BEGIN

#![allow(non_snake_case)]
//! Widgets and reusable hooks.
//!
//! - [`previous::use_previous`]: the value a call site saw last frame.
//! - [`watch::use_watch`]: an effect that skips the mounting commit.
//! - [`interact::use_interact`]: drag/resize positioning for one view,
//!   driven by an [`interact::Interactor`] such as [`pointer::PointerInteractor`].

pub mod interact;
pub mod pointer;
pub mod previous;
pub mod watch;

use std::fmt::Write as _;
use std::rc::Rc;

use drift_core::*;

pub use interact::{
    ElementStyle, Interactable, Interactor, Position, PositionOverride, use_interact,
    with_interactor,
};
pub use pointer::{InteractConfig, PointerInteractor};
pub use previous::{DeepCopy, PreviousOptions, use_previous, use_previous_with};
pub use watch::{use_watch, use_watch_with_destroy};

pub fn Surface(modifier: Modifier, child: View) -> View {
    let mut v = View::new(0, ViewKind::Surface).modifier(modifier);
    v.children = vec![child];
    v
}

pub fn Box(modifier: Modifier) -> View {
    View::new(0, ViewKind::Box).modifier(modifier)
}

pub fn Row(modifier: Modifier) -> View {
    View::new(0, ViewKind::Row).modifier(modifier)
}

pub fn Column(modifier: Modifier) -> View {
    View::new(0, ViewKind::Column).modifier(modifier)
}

pub fn Text(text: impl Into<String>) -> View {
    View::new(
        0,
        ViewKind::Text {
            text: text.into(),
            color: Color::WHITE,
            font_size: 16.0,
        },
    )
    .semantics(Semantics::new(Role::Text))
}

pub fn Button(text: impl Into<String>, on_click: impl Fn() + 'static) -> View {
    View::new(
        0,
        ViewKind::Button {
            text: text.into(),
            on_click: Some(Rc::new(on_click)),
        },
    )
    .semantics(Semantics::new(Role::Button))
}

pub fn Image(source: impl Into<String>, alt: impl Into<String>) -> View {
    let alt = alt.into();
    View::new(
        0,
        ViewKind::Image {
            source: source.into(),
            alt: alt.clone(),
        },
    )
    .semantics(Semantics::new(Role::Image).label(alt))
}

/// Hyperlink. Opens in a new tab/window by default.
pub fn Link(text: impl Into<String>, href: impl Into<String>) -> View {
    View::new(
        0,
        ViewKind::Link {
            text: text.into(),
            href: href.into(),
            new_tab: true,
        },
    )
    .semantics(Semantics::new(Role::Link))
}

/// Indented, one-line-per-view description of a tree.
///
/// Handy for logging and snapshot tests; callbacks are omitted.
pub fn dump(view: &View) -> String {
    let mut out = String::new();
    dump_into(view, 0, &mut out);
    out
}

fn dump_into(view: &View, depth: usize, out: &mut String) {
    let _ = write!(out, "{:indent$}", "", indent = depth * 2);
    let _ = match &view.kind {
        ViewKind::Surface => write!(out, "Surface"),
        ViewKind::Box => write!(out, "Box"),
        ViewKind::Row => write!(out, "Row"),
        ViewKind::Column => write!(out, "Column"),
        ViewKind::Text { text, .. } => write!(out, "Text {text:?}"),
        ViewKind::Button { text, .. } => write!(out, "Button {text:?}"),
        ViewKind::Image { source, alt } => write!(out, "Image src={source:?} alt={alt:?}"),
        ViewKind::Link { text, href, .. } => write!(out, "Link {text:?} -> {href}"),
    };
    if let Some(class) = &view.modifier.class {
        let _ = write!(out, " .{class}");
    }
    let css = view.modifier.to_css();
    if !css.is_empty() {
        let _ = write!(out, " [{css}]");
    }
    out.push('\n');
    for child in &view.children {
        dump_into(child, depth + 1, out);
    }
}

#[cfg(test)]
mod tests {
    use super::*;

    #[test]
    fn dump_describes_nested_views() {
        let tree = Column(Modifier::new().class("card").padding(4.0)).with_children(vec![
            Text("Hello"),
            Row(Modifier::new()).with_children(vec![
                Button("Go", || {}),
                Link("Docs", "https://docs.rs"),
            ]),
        ]);

        insta::assert_snapshot!(dump(&tree).trim_end(), @r#"
        Column .card [padding: 4px]
          Text "Hello"
          Row
            Button "Go"
            Link "Docs" -> https://docs.rs
        "#);
    }

    #[test]
    fn button_click_invokes_handler() {
        let hits = Rc::new(std::cell::Cell::new(0));
        let h = hits.clone();
        let tree = Column(Modifier::new()).with_children(vec![Button("+1", move || {
            h.set(h.get() + 1)
        })]);

        assert!(tree.click("+1"));
        assert!(tree.click("+1"));
        assert!(!tree.click("missing"));
        assert_eq!(hits.get(), 2);
    }

    #[test]
    fn image_alt_becomes_semantic_label() {
        let img = Image("logo.svg", "logo");
        assert_eq!(
            img.semantics,
            Some(Semantics::new(Role::Image).label("logo"))
        );
    }

    #[test]
    fn interactive_box_dumps_its_style() {
        let style = ElementStyle::from_position(&PositionOverride::new().x(12.0).resolve());
        let tree = Box(style.modifier());
        insta::assert_snapshot!(
            dump(&tree).trim_end(),
            @"Box [position: absolute; transform: translate3D(12px, 0px, 0); width: 100px; height: 100px]"
        );
    }
}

END

• **Problem description**: Write every line of the material above again, exactly.

• **Reply**:
#![allow(non_snake_case)]
//! Widgets and reusable hooks.
//!
//! - [`previous::use_previous`]: the value a call site saw last frame.
//! - [`watch::use_watch`]: an effect that skips the mounting commit.
//! - [`interact::use_interact`]: drag/resize positioning for one view,
//!   driven by an [`interact::Interactor`] such as [`pointer::PointerInteractor`].

pub mod interact;
pub mod pointer;
pub mod previous;
pub mod watch;

use std::fmt::Write as _;
use std::rc::Rc;

use drift_core::*;

pub use interact::{
    ElementStyle, Interactable, Interactor, Position, PositionOverride, use_interact,
    with_interactor,
};
pub use pointer::{InteractConfig, PointerInteractor};
pub use previous::{DeepCopy, PreviousOptions, use_previous, use_previous_with};
pub use watch::{use_watch, use_watch_with_destroy};

pub fn Surface(modifier: Modifier, child: View) -> View {
    let mut v = View::new(0, ViewKind::Surface).modifier(modifier);
    v.children = vec![child];
    v
}

pub fn Box(modifier: Modifier) -> View {
    View::new(0, ViewKind::Box).modifier(modifier)
}

pub fn Row(modifier: Modifier) -> View {
    View::new(0, ViewKind::Row).modifier(modifier)
}

pub fn Column(modifier: Modifier) -> View {
    View::new(0, ViewKind::Column).modifier(modifier)
}

pub fn Text(text: impl Into<String>) -> View {
    View::new(
        0,
        ViewKind::Text {
            text: text.into(),
            color: Color::WHITE,
            font_size: 16.0,
        },
    )
    .semantics(Semantics::new(Role::Text))
}

pub fn Button(text: impl Into<String>, on_click: impl Fn() + 'static) -> View {
    View::new(
        0,
        ViewKind::Button {
            text: text.into(),
            on_click: Some(Rc::new(on_click)),
        },
    )
    .semantics(Semantics::new(Role::Button))
}

pub fn Image(source: impl Into<String>, alt: impl Into<String>) -> View {
    let alt = alt.into();
    View::new(
        0,
        ViewKind::Image {
            source: source.into(),
            alt: alt.clone(),
        },
    )
    .semantics(Semantics::new(Role::Image).label(alt))
}

/// Hyperlink. Opens in a new tab/window by default.
pub fn Link(text: impl Into<String>, href: impl Into<String>) -> View {
    View::new(
        0,
        ViewKind::Link {
            text: text.into(),
            href: href.into(),
            new_tab: true,
        },
    )
    .semantics(Semantics::new(Role::Link))
}

/// Indented, one-line-per-view description of a tree.
///
/// Handy for logging and snapshot tests; callbacks are omitted.
pub fn dump(view: &View) -> String {
    let mut out = String::new();
    dump_into(view, 0, &mut out);
    out
}

fn dump_into(view: &View, depth: usize, out: &mut String) {
    let _ = write!(out, "{:indent$}", "", indent = depth * 2);
    let _ = match &view.kind {
        ViewKind::Surface => write!(out, "Surface"),
        ViewKind::Box => write!(out, "Box"),
        ViewKind::Row => write!(out, "Row"),
        ViewKind::Column => write!(out, "Column"),
        ViewKind::Text { text, .. } => write!(out, "Text {text:?}"),
        ViewKind::Button { text, .. } => write!(out, "Button {text:?}"),
        ViewKind::Image { source, alt } => write!(out, "Image src={source:?} alt={alt:?}"),
        ViewKind::Link { text, href, .. } => write!(out, "Link {text:?} -> {href}"),
    };
    if let Some(class) = &view.modifier.class {
        let _ = write!(out, " .{class}");
    }
    let css = view.modifier.to_css();
    if !css.is_empty() {
        let _ = write!(out, " [{css}]");
    }
    out.push('\n');
    for child in &view.children {
        dump_into(child, depth + 1, out);
    }
}

#[cfg(test)]
mod tests {
    use super::*;

    #[test]
    fn dump_describes_nested_views() {
        let tree = Column(Modifier::new().class("card").padding(4.0)).with_children(vec![
            Text("Hello"),
            Row(Modifier::new()).with_children(vec![
                Button("Go", || {}),
                Link("Docs", "https://docs.rs"),
            ]),
        ]);

        insta::assert_snapshot!(dump(&tree).trim_end(), @r#"
        Column .card [padding: 4px]
          Text "Hello"
          Row
            Button "Go"
            Link "Docs" -> https://docs.rs
        "#);
    }

    #[test]
    fn button_click_invokes_handler() {
        let hits = Rc::new(std::cell::Cell::new(0));
        let h = hits.clone();
        let tree = Column(Modifier::new()).with_children(vec![Button("+1", move || {
            h.set(h.get() + 1)
        })]);

        assert!(tree.click("+1"));
        assert!(tree.click("+1"));
        assert!(!tree.click("missing"));
        assert_eq!(hits.get(), 2);
    }

    #[test]
    fn image_alt_becomes_semantic_label() {
        let img = Image("logo.svg", "logo");
        assert_eq!(
            img.semantics,
            Some(Semantics::new(Role::Image).label("logo"))
        );
    }

    #[test]
    fn interactive_box_dumps_its_style() {
        let style = ElementStyle::from_position(&PositionOverride::new().x(12.0).resolve());
        let tree = Box(style.modifier());
        insta::assert_snapshot!(
            dump(&tree).trim_end(),
            @"Box [position: absolute; transform: translate3D(12px, 0px, 0); width: 100px; height: 100px]"
        );
    }
}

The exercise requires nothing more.